El entrenador portugués tiene tiempo hasta este jueves para responder a dicha acusación. Ha tenido ayer una oportunidad, pero se negó a cambiar su postura. Esto fue cuando en conferencia de prensa habló en la previa del partido de Liga de Campeones de los "blues" ante el Schalke 04 alemán.
"Si hubiera estado en ese partido y hubiera pagado mi entrada, habría estado preocupado por el hecho de que el balón estuvo fuera o parado todo el tiempo y que cada vez que nuestro oponente tenía que devolver el balón al campo tardaba un mínimo de 21,5 segundos", dijo.

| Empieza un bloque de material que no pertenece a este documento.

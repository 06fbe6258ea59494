use std::fmt;
use std::str::FromStr;

use chrono::NaiveDate;
use serde::{Deserialize, Serialize};
use thiserror::Error;

pub const NAME_MIN_LENGTH: usize = 2;
pub const NAME_MAX_LENGTH: usize = 32;

/// Wire format of the date of birth, e.g. `15-01-1998`.
pub const DATE_OF_BIRTH_FORMAT: &str = "%d-%m-%Y";

#[derive(Debug, Error, PartialEq, Eq)]
pub enum FullNameError {
    #[error("first name must be from 2 to 32 chars")]
    InvalidFirst,
    #[error("last name must be from 2 to 32 chars")]
    InvalidLast,
}

#[derive(Debug, Clone, PartialEq, Eq, Serialize, Deserialize)]
pub struct FullName {
    first: String,
    last: String,
}

impl FullName {
    pub fn new(first: &str, last: &str) -> Result<Self, FullNameError> {
        let first = first.trim();
        let last = last.trim();
        if !(NAME_MIN_LENGTH..=NAME_MAX_LENGTH).contains(&first.chars().count()) {
            return Err(FullNameError::InvalidFirst);
        }
        if !(NAME_MIN_LENGTH..=NAME_MAX_LENGTH).contains(&last.chars().count()) {
            return Err(FullNameError::InvalidLast);
        }
        Ok(Self {
            first: first.to_string(),
            last: last.to_string(),
        })
    }

    pub fn first(&self) -> &str {
        &self.first
    }

    pub fn last(&self) -> &str {
        &self.last
    }
}

/// Free-form postal address. Every part is optional.
#[derive(Debug, Clone, Default, PartialEq, Eq, Serialize, Deserialize)]
pub struct Address {
    pub government: Option<String>,
    pub city: Option<String>,
    pub street: Option<String>,
}

impl Address {
    pub fn new(
        government: Option<String>,
        city: Option<String>,
        street: Option<String>,
    ) -> Self {
        let trim = |part: Option<String>| {
            part.map(|value| value.trim().to_string())
                .filter(|value| !value.is_empty())
        };
        Self {
            government: trim(government),
            city: trim(city),
            street: trim(street),
        }
    }
}

/// Wire format is a bool: false = male, true = female.
#[derive(Debug, Clone, Copy, PartialEq, Eq, Serialize, Deserialize)]
#[serde(from = "bool", into = "bool")]
pub enum Gender {
    Male,
    Female,
}

impl From<bool> for Gender {
    fn from(value: bool) -> Self {
        if value { Self::Female } else { Self::Male }
    }
}

impl From<Gender> for bool {
    fn from(gender: Gender) -> Self {
        matches!(gender, Gender::Female)
    }
}

#[derive(Debug, Error, PartialEq, Eq)]
#[error("role must be one of: user, worker, admin")]
pub struct RoleError;

#[derive(Debug, Clone, Copy, Default, PartialEq, Eq, Serialize, Deserialize)]
#[serde(rename_all = "lowercase")]
pub enum Role {
    #[default]
    User,
    Worker,
    Admin,
}

impl Role {
    pub fn as_str(&self) -> &'static str {
        match self {
            Self::User => "user",
            Self::Worker => "worker",
            Self::Admin => "admin",
        }
    }
}

impl fmt::Display for Role {
    fn fmt(&self, f: &mut fmt::Formatter<'_>) -> fmt::Result {
        f.write_str(self.as_str())
    }
}

impl FromStr for Role {
    type Err = RoleError;

    fn from_str(raw: &str) -> Result<Self, Self::Err> {
        match raw {
            "user" => Ok(Self::User),
            "worker" => Ok(Self::Worker),
            "admin" => Ok(Self::Admin),
            _ => Err(RoleError),
        }
    }
}

#[derive(Debug, Error, PartialEq, Eq)]
pub enum DateOfBirthError {
    #[error(r#"you need to enter date in form "dd-mm-yyyy""#)]
    InvalidFormat,
}

pub fn parse_date_of_birth(raw: &str) -> Result<NaiveDate, DateOfBirthError> {
    NaiveDate::parse_from_str(raw.trim(), DATE_OF_BIRTH_FORMAT)
        .map_err(|_| DateOfBirthError::InvalidFormat)
}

"Eso es tirar el dinero. ¿Pagas tu entrada y todo el rato el partido se para y tienes que esperar como medio minuto? Cuando multiplicas eso por el número de veces que se paró el partido, pagas por 90 minutos pero ves 55 o 60".
Independientemente del incidente, Chelsea ganó 4-1 y nadie espera que el portugués se disculpe.